There are, however, fundamental differences. Basic is the reasoning faculty which leads men, unlike automobiles, to compare, plan, hope, yearn, desire, hate, fear, which leads them to seek pleasure and shun pain, to spin dreams and build philosophies and struggle and gladly die for them. Human beings, in fine, or, at least, many human beings, do possess the glorious urge to improve themselves and their environment. And people who are beaten, branded, sold, degraded, denied a thousand and one privileges they see enjoyed by others will be discontented, and will plan, or at least, think of bettering their lot.

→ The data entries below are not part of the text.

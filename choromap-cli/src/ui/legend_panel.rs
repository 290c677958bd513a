//! Static legend panel.
//!
//! Generated from the fixed bucket scale; never recomputed from data.

use ratatui::{
    buffer::Buffer,
    layout::Rect,
    style::{Color, Modifier, Style},
    text::{Line, Span},
    widgets::{Block, Borders, Paragraph, Widget},
};

use choromap::legend::{legend_rows, LEGEND_TITLE};

use super::tui_color;

/// Widget displaying the bucket legend.
pub struct LegendPanel;

impl LegendPanel {
    pub fn new() -> Self {
        Self
    }
}

impl Widget for LegendPanel {
    fn render(self, area: Rect, buf: &mut Buffer) {
        let mut lines = vec![Line::from(Span::styled(
            LEGEND_TITLE,
            Style::default().add_modifier(Modifier::BOLD),
        ))];

        for row in legend_rows() {
            lines.push(Line::from(vec![
                Span::styled("■ ", Style::default().fg(tui_color(row.color))),
                Span::styled(row.label, Style::default().fg(Color::White)),
            ]));
        }

        let block = Block::default().borders(Borders::ALL).title(" Legend ");
        Paragraph::new(lines).block(block).render(area, buf);
    }
}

This was the slaveholders’ nightmare. This it was that led them to erect theologic, economic, social and ethnologic justifications for their system, that led them to build a most elaborate machine of physical repression and terrorization. For, and here was another crucial difference, most slaves were owned as investments, not as ornaments or commodities of consumption, as are most automobiles. Slaves were instruments of production, were means by which men who owned land were able to produce tobacco and rice and sugar and cotton to be sold and to return them a profit. Their existence had no meaning other than this for the employers. Profit must be gotten from these workers – whom the bosses owned – no matter what blood and sweat and tears this entailed, and the more profit the better.
When one combines the differences, then, he finds the slaves to have been not inanimate ornaments or instruments of pleasure, but thinking, living commercial investments, rational machines of production. It may be said, therefore, that cruelty was an innate, inextricable part of American Negro slavery, for these peculiar machines, possessed of the unique quality of human beings – reason – had to be maltreated, had to be made to suffer physical cruelty, had to be chained and lashed and beaten into producing for a profit. The latter was the reason for their existence and incorrigibility, protest, disobedience, discontent, rebelliousness were bad in themselves, and disastrous as examples. Instead of the slave’s value preventing cruelty, it was exactly because of that value, and that greater value he could produce – when forced – that cruelty existed. (pp. 132-133)
It occurs to me this Aptheker-Rothbard argument also raises a problem for Hans Hoppe’s contention that monarchs can be expected to be relatively benign because they take the attitude of private ownership toward the realms they rule.